» **Task to carry out**
Each line of the material is to be written out exactly.

» **Provided entries**
//! View models for the cart table and toasts.
//!
//! Plain data with display strings already formatted, so the components in
//! the wasm-only view layer stay thin and this part is testable on the host.

use storecart_core::cart::LineItem;
use storecart_core::{Currency, Money, Notice, NoticeKind};

/// Text shown in place of the table when the cart has no lines.
pub const EMPTY_CART_TEXT: &str = "Your cart is empty";

/// Column headings of the cart table.
pub const CART_COLUMNS: [&str; 5] = ["Item", "Price", "Quantity", "Total", "Action"];

/// One row of the cart table.
#[derive(Debug, Clone, PartialEq, Eq)]
pub struct CartRow {
    pub name: String,
    pub price: String,
    pub quantity: u32,
    pub line_total: String,
}

impl CartRow {
    pub fn new(item: &LineItem, currency: Currency) -> Self {
        Self {
            name: item.name.clone(),
            price: currency.format(item.unit_price),
            quantity: item.quantity,
            line_total: currency.format(item.subtotal()),
        }
    }
}

/// Everything the cart table shows.
#[derive(Debug, Clone, PartialEq, Eq)]
pub struct CartView {
    pub rows: Vec<CartRow>,
    pub total: String,
}

impl CartView {
    pub fn new(items: &[LineItem], total: Money, currency: Currency) -> Self {
        Self {
            rows: items.iter().map(|item| CartRow::new(item, currency)).collect(),
            total: currency.format(total),
        }
    }

    pub fn is_empty(&self) -> bool {
        self.rows.is_empty()
    }

    /// CSS `display` value for the checkout button.
    pub fn checkout_display(&self) -> &'static str {
        if self.is_empty() {
            "none"
        } else {
            "block"
        }
    }
}

/// A notice on screen.
#[derive(Debug, Clone, PartialEq, Eq)]
pub struct Toast {
    pub id: u64,
    pub kind: NoticeKind,
    pub message: String,
}

impl Toast {
    pub fn new(id: u64, notice: &Notice) -> Self {
        Self {
            id,
            kind: notice.kind(),
            message: notice.to_string(),
        }
    }

    /// Class list of the toast element.
    pub fn class(&self) -> &'static str {
        match self.kind {
            NoticeKind::Success => {
                "toast show align-items-center text-white bg-success border-0 mb-2"
            }
            NoticeKind::Warning => {
                "toast show align-items-center text-white bg-danger border-0 mb-2"
            }
        }
    }
}

/// Drop the toast with `id`; unknown ids are ignored.
pub fn dismiss_toast(toasts: &mut Vec<Toast>, id: u64) {
    toasts.retain(|toast| toast.id != id);
}

#[cfg(test)]
mod tests {
    use super::*;

    fn line(name: &str, price: Money, quantity: u32) -> LineItem {
        let mut item = LineItem::new(name, price);
        item.quantity = quantity;
        item
    }

    #[test]
    fn test_empty_view() {
        let view = CartView::new(&[], Money::ZERO, Currency::INR);
        assert!(view.is_empty());
        assert_eq!(view.total, "₹0");
        assert_eq!(view.checkout_display(), "none");
    }

    #[test]
    fn test_rows_are_formatted() {
        let items = [
            line("Tea", Money::from_major(20), 2),
            line("Samosa", Money::from_minor(1550), 1),
        ];
        let view = CartView::new(&items, Money::from_minor(5550), Currency::INR);

        assert_eq!(
            view.rows[0],
            CartRow {
                name: "Tea".to_string(),
                price: "₹20".to_string(),
                quantity: 2,
                line_total: "₹40".to_string(),
            }
        );
        assert_eq!(view.rows[1].price, "₹15.5");
        assert_eq!(view.total, "₹55.5");
        assert_eq!(view.checkout_display(), "block");
    }

    #[test]
    fn test_rows_keep_cart_order() {
        let items = [
            line("Lassi", Money::from_major(40), 1),
            line("Tea", Money::from_major(20), 1),
            line("Kachori", Money::from_major(15), 3),
        ];
        let view = CartView::new(&items, Money::from_major(105), Currency::INR);
        let names: Vec<&str> = view.rows.iter().map(|row| row.name.as_str()).collect();
        assert_eq!(names, vec!["Lassi", "Tea", "Kachori"]);
    }

    #[test]
    fn test_toast_colours() {
        let added = Toast::new(
            1,
            &Notice::ItemAdded {
                name: "Chai & Bun".to_string(),
            },
        );
        assert_eq!(added.message, "Chai & Bun added to cart");
        assert!(added.class().contains("bg-success"));

        let empty = Toast::new(2, &Notice::EmptyCart);
        assert_eq!(empty.message, EMPTY_CART_TEXT);
        assert!(empty.class().contains("bg-danger"));
    }

    #[test]
    fn test_dismiss_toast() {
        let mut toasts = vec![
            Toast::new(1, &Notice::OrderSent),
            Toast::new(2, &Notice::EmptyCart),
        ];
        dismiss_toast(&mut toasts, 1);
        dismiss_toast(&mut toasts, 7);
        assert_eq!(toasts.len(), 1);
        assert_eq!(toasts[0].id, 2);
    }
}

» **Exercise output**
//! View models for the cart table and toasts.
//!
//! Plain data with display strings already formatted, so the components in
//! the wasm-only view layer stay thin and this part is testable on the host.

use storecart_core::cart::LineItem;
use storecart_core::{Currency, Money, Notice, NoticeKind};

/// Text shown in place of the table when the cart has no lines.
pub const EMPTY_CART_TEXT: &str = "Your cart is empty";

/// Column headings of the cart table.
pub const CART_COLUMNS: [&str; 5] = ["Item", "Price", "Quantity", "Total", "Action"];

/// One row of the cart table.
#[derive(Debug, Clone, PartialEq, Eq)]
pub struct CartRow {
    pub name: String,
    pub price: String,
    pub quantity: u32,
    pub line_total: String,
}

impl CartRow {
    pub fn new(item: &LineItem, currency: Currency) -> Self {
        Self {
            name: item.name.clone(),
            price: currency.format(item.unit_price),
            quantity: item.quantity,
            line_total: currency.format(item.subtotal()),
        }
    }
}

/// Everything the cart table shows.
#[derive(Debug, Clone, PartialEq, Eq)]
pub struct CartView {
    pub rows: Vec<CartRow>,
    pub total: String,
}

impl CartView {
    pub fn new(items: &[LineItem], total: Money, currency: Currency) -> Self {
        Self {
            rows: items.iter().map(|item| CartRow::new(item, currency)).collect(),
            total: currency.format(total),
        }
    }

    pub fn is_empty(&self) -> bool {
        self.rows.is_empty()
    }

    /// CSS `display` value for the checkout button.
    pub fn checkout_display(&self) -> &'static str {
        if self.is_empty() {
            "none"
        } else {
            "block"
        }
    }
}

/// A notice on screen.
#[derive(Debug, Clone, PartialEq, Eq)]
pub struct Toast {
    pub id: u64,
    pub kind: NoticeKind,
    pub message: String,
}

impl Toast {
    pub fn new(id: u64, notice: &Notice) -> Self {
        Self {
            id,
            kind: notice.kind(),
            message: notice.to_string(),
        }
    }

    /// Class list of the toast element.
    pub fn class(&self) -> &'static str {
        match self.kind {
            NoticeKind::Success => {
                "toast show align-items-center text-white bg-success border-0 mb-2"
            }
            NoticeKind::Warning => {
                "toast show align-items-center text-white bg-danger border-0 mb-2"
            }
        }
    }
}

/// Drop the toast with `id`; unknown ids are ignored.
pub fn dismiss_toast(toasts: &mut Vec<Toast>, id: u64) {
    toasts.retain(|toast| toast.id != id);
}

#[cfg(test)]
mod tests {
    use super::*;

    fn line(name: &str, price: Money, quantity: u32) -> LineItem {
        let mut item = LineItem::new(name, price);
        item.quantity = quantity;
        item
    }

    #[test]
    fn test_empty_view() {
        let view = CartView::new(&[], Money::ZERO, Currency::INR);
        assert!(view.is_empty());
        assert_eq!(view.total, "₹0");
        assert_eq!(view.checkout_display(), "none");
    }

    #[test]
    fn test_rows_are_formatted() {
        let items = [
            line("Tea", Money::from_major(20), 2),
            line("Samosa", Money::from_minor(1550), 1),
        ];
        let view = CartView::new(&items, Money::from_minor(5550), Currency::INR);

        assert_eq!(
            view.rows[0],
            CartRow {
                name: "Tea".to_string(),
                price: "₹20".to_string(),
                quantity: 2,
                line_total: "₹40".to_string(),
            }
        );
        assert_eq!(view.rows[1].price, "₹15.5");
        assert_eq!(view.total, "₹55.5");
        assert_eq!(view.checkout_display(), "block");
    }

    #[test]
    fn test_rows_keep_cart_order() {
        let items = [
            line("Lassi", Money::from_major(40), 1),
            line("Tea", Money::from_major(20), 1),
            line("Kachori", Money::from_major(15), 3),
        ];
        let view = CartView::new(&items, Money::from_major(105), Currency::INR);
        let names: Vec<&str> = view.rows.iter().map(|row| row.name.as_str()).collect();
        assert_eq!(names, vec!["Lassi", "Tea", "Kachori"]);
    }

    #[test]
    fn test_toast_colours() {
        let added = Toast::new(
            1,
            &Notice::ItemAdded {
                name: "Chai & Bun".to_string(),
            },
        );
        assert_eq!(added.message, "Chai & Bun added to cart");
        assert!(added.class().contains("bg-success"));

        let empty = Toast::new(2, &Notice::EmptyCart);
        assert_eq!(empty.message, EMPTY_CART_TEXT);
        assert!(empty.class().contains("bg-danger"));
    }

    #[test]
    fn test_dismiss_toast() {
        let mut toasts = vec![
            Toast::new(1, &Notice::OrderSent),
            Toast::new(2, &Notice::EmptyCart),
        ];
        dismiss_toast(&mut toasts, 1);
        dismiss_toast(&mut toasts, 7);
        assert_eq!(toasts.len(), 1);
        assert_eq!(toasts[0].id, 2);
    }
}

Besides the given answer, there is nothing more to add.